══ DATA SUPPLIED ══

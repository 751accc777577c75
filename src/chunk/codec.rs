//! Chunk payload serialization
//!
//! Row value layout:
//!
//! ```text
//! | header len (u32 BE) | JSON header | data len (u32 BE) | data |
//! ```
//!
//! The header repeats the chunk identity so a decoder can verify that the
//! row it was handed really is the chunk it asked for.

use super::{Chunk, Fingerprint, Label, Labels};
use crate::{Error, Result};

use bytes::{Buf, BufMut, Bytes, BytesMut};
use serde::{Deserialize, Serialize};
use std::collections::HashMap;

/// Serializes chunks to and from row values.
pub trait ChunkCodec: Send + Sync {
    /// Encode a complete chunk into a row value.
    fn encode(&self, chunk: &Chunk) -> Result<Bytes>;

    /// Decode `buf` into `chunk`, which carries the identity that was asked
    /// for. Fills in metric, encoding and data.
    fn decode(&self, ctx: &mut DecodeContext, chunk: &mut Chunk, buf: Bytes) -> Result<()>;
}

/// Per-batch decode state.
///
/// Chunks decoded together usually share series; the context keeps label
/// sets by fingerprint so a repeated series skips label deserialization and
/// shares one allocation.
#[derive(Debug, Default)]
pub struct DecodeContext {
    metrics: HashMap<Fingerprint, Labels>,
    decoded: usize,
}

impl DecodeContext {
    pub fn new() -> Self {
        Self::default()
    }

    /// Number of chunks decoded through this context.
    pub fn decoded(&self) -> usize {
        self.decoded
    }
}

#[derive(Serialize)]
struct HeaderOut<'a> {
    user_id: &'a str,
    fingerprint: u64,
    from: i64,
    through: i64,
    checksum: u32,
    encoding: u8,
    metric: &'a [Label],
}

#[derive(Deserialize)]
struct HeaderIdentity {
    user_id: String,
    fingerprint: u64,
    from: i64,
    through: i64,
    checksum: u32,
    encoding: u8,
}

#[derive(Deserialize)]
struct HeaderMetric {
    metric: Vec<Label>,
}

/// Length-prefixed JSON header followed by raw chunk data.
#[derive(Debug, Default, Clone, Copy)]
pub struct DefaultChunkCodec;

impl DefaultChunkCodec {
    pub fn new() -> Self {
        Self
    }
}

impl ChunkCodec for DefaultChunkCodec {
    fn encode(&self, chunk: &Chunk) -> Result<Bytes> {
        let actual = crc32fast::hash(&chunk.data);
        if actual != chunk.checksum {
            return Err(Error::Encode(format!(
                "checksum mismatch for {}: header {:x}, data {:x}",
                chunk.external_key(),
                chunk.checksum,
                actual
            )));
        }

        let header = serde_json::to_vec(&HeaderOut {
            user_id: &chunk.user_id,
            fingerprint: chunk.fingerprint.0,
            from: chunk.from,
            through: chunk.through,
            checksum: chunk.checksum,
            encoding: chunk.encoding,
            metric: chunk.metric.as_slice(),
        })
        .map_err(|e| Error::Encode(e.to_string()))?;

        let header_len = u32::try_from(header.len())
            .map_err(|_| Error::Encode("chunk header too large".to_string()))?;
        let data_len = u32::try_from(chunk.data.len())
            .map_err(|_| Error::Encode("chunk data too large".to_string()))?;

        let mut buf = BytesMut::with_capacity(8 + header.len() + chunk.data.len());
        buf.put_u32(header_len);
        buf.put_slice(&header);
        buf.put_u32(data_len);
        buf.put_slice(&chunk.data);
        Ok(buf.freeze())
    }

    fn decode(&self, ctx: &mut DecodeContext, chunk: &mut Chunk, mut buf: Bytes) -> Result<()> {
        let header = take_section(&mut buf, "header")?;
        let data = take_section(&mut buf, "data")?;
        if buf.has_remaining() {
            return Err(Error::Decode(format!(
                "{} trailing bytes after chunk data",
                buf.remaining()
            )));
        }

        let identity: HeaderIdentity =
            serde_json::from_slice(&header).map_err(|e| Error::Decode(e.to_string()))?;
        if identity.user_id != chunk.user_id
            || identity.fingerprint != chunk.fingerprint.0
            || identity.from != chunk.from
            || identity.through != chunk.through
            || identity.checksum != chunk.checksum
        {
            return Err(Error::Decode(format!(
                "wrong chunk metadata: asked for {}, row holds {}/{:x}:{:x}:{:x}:{:x}",
                chunk.external_key(),
                identity.user_id,
                identity.fingerprint,
                identity.from,
                identity.through,
                identity.checksum
            )));
        }

        let actual = crc32fast::hash(&data);
        if actual != identity.checksum {
            return Err(Error::Decode(format!(
                "checksum mismatch for {}: expected {:x}, got {:x}",
                chunk.external_key(),
                identity.checksum,
                actual
            )));
        }

        let metric = match ctx.metrics.get(&chunk.fingerprint) {
            Some(labels) => labels.clone(),
            None => {
                let parsed: HeaderMetric =
                    serde_json::from_slice(&header).map_err(|e| Error::Decode(e.to_string()))?;
                let labels = Labels::new(parsed.metric);
                ctx.metrics.insert(chunk.fingerprint, labels.clone());
                labels
            }
        };

        chunk.metric = metric;
        chunk.encoding = identity.encoding;
        chunk.data = data;
        ctx.decoded += 1;
        Ok(())
    }
}

fn take_section(buf: &mut Bytes, what: &str) -> Result<Bytes> {
    if buf.remaining() < 4 {
        return Err(Error::Decode(format!("truncated {what} length")));
    }
    let len = buf.get_u32() as usize;
    if buf.remaining() < len {
        return Err(Error::Decode(format!(
            "truncated {what}: want {len} bytes, have {}",
            buf.remaining()
        )));
    }
    Ok(buf.split_to(len))
}
//! Bulk read fan-out benchmark

use chunktable::backend::{AdminClient, InMemoryBackend};
use chunktable::chunk::{Chunk, DefaultChunkCodec, Labels};
use chunktable::config::ChunkStoreConfig;
use chunktable::context::RequestContext;
use chunktable::schema::{PeriodConfig, SchemaConfig};
use chunktable::storage::{ColumnObjectClient, ObjectClient, COLUMN_FAMILY};

use bytes::Bytes;
use criterion::{black_box, criterion_group, criterion_main, BenchmarkId, Criterion, Throughput};
use std::sync::Arc;

const TABLE: &str = "chunks";
const CHUNKS: u64 = 5_000;

fn create_chunks(n: u64) -> Vec<Chunk> {
    let payload = Bytes::from(vec![0x5au8; 1024]);
    (0..n)
        .map(|i| {
            Chunk::new(
                "bench",
                0x1000_0000 + i,
                Labels::from_pairs([("__name__", "cpu_usage"), ("host", "server-1")]),
                0,
                3_600_000,
                1,
                payload.clone(),
            )
        })
        .collect()
}

fn identities(chunks: &[Chunk]) -> Vec<Chunk> {
    chunks
        .iter()
        .map(|c| Chunk::parse_external_key(&c.user_id, &c.external_key()).unwrap())
        .collect()
}

fn create_client(rt: &tokio::runtime::Runtime, page_size: usize, chunks: &[Chunk]) -> ColumnObjectClient {
    let backend = Arc::new(InMemoryBackend::new());
    let schema = SchemaConfig::new(vec![PeriodConfig {
        from: chrono::NaiveDate::from_ymd_opt(1970, 1, 1).unwrap(),
        prefix: TABLE.to_string(),
        period_secs: 0,
    }])
    .unwrap();
    let config = ChunkStoreConfig {
        max_row_read_batch_size: page_size,
        ..Default::default()
    };
    let client = ColumnObjectClient::new(
        backend.clone(),
        Arc::new(schema),
        Arc::new(DefaultChunkCodec::new()),
        &config,
    );

    rt.block_on(async {
        let ctx = RequestContext::background();
        backend.create_table(&ctx, TABLE).await.unwrap();
        backend
            .create_column_family(&ctx, TABLE, COLUMN_FAMILY)
            .await
            .unwrap();
        client.put_chunks(&ctx, chunks).await.unwrap();
    });
    client
}

fn benchmark_get_chunks(c: &mut Criterion) {
    let rt = tokio::runtime::Runtime::new().unwrap();
    let chunks = create_chunks(CHUNKS);
    let request = identities(&chunks);

    let mut group = c.benchmark_group("get_chunks");
    group.throughput(Throughput::Elements(CHUNKS));

    for page_size in [100usize, 1000, 5000] {
        let client = create_client(&rt, page_size, &chunks);
        group.bench_with_input(BenchmarkId::from_parameter(page_size), &page_size, |b, _| {
            b.to_async(&rt).iter(|| async {
                let got = client
                    .get_chunks(&RequestContext::background(), request.clone())
                    .await
                    .unwrap();
                black_box(got);
            });
        });
    }

    group.finish();
}

fn benchmark_put_chunks(c: &mut Criterion) {
    let rt = tokio::runtime::Runtime::new().unwrap();
    let chunks = create_chunks(CHUNKS);
    let client = create_client(&rt, 1000, &[]);

    let mut group = c.benchmark_group("put_chunks");
    group.throughput(Throughput::Elements(CHUNKS));
    group.bench_function("single_table", |b| {
        b.to_async(&rt).iter(|| async {
            client
                .put_chunks(&RequestContext::background(), &chunks)
                .await
                .unwrap();
        });
    });
    group.finish();
}

criterion_group!(benches, benchmark_get_chunks, benchmark_put_chunks);
criterion_main!(benches);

═══

WORK INSTRUCTION: Bring together all lines in the records where the word "derive" is found.

SOLUTION TO THE PROBLEM:
#[derive(Debug, Default)]
#[derive(Serialize)]
#[derive(Deserialize)]
#[derive(Deserialize)]
#[derive(Debug, Default, Clone, Copy)]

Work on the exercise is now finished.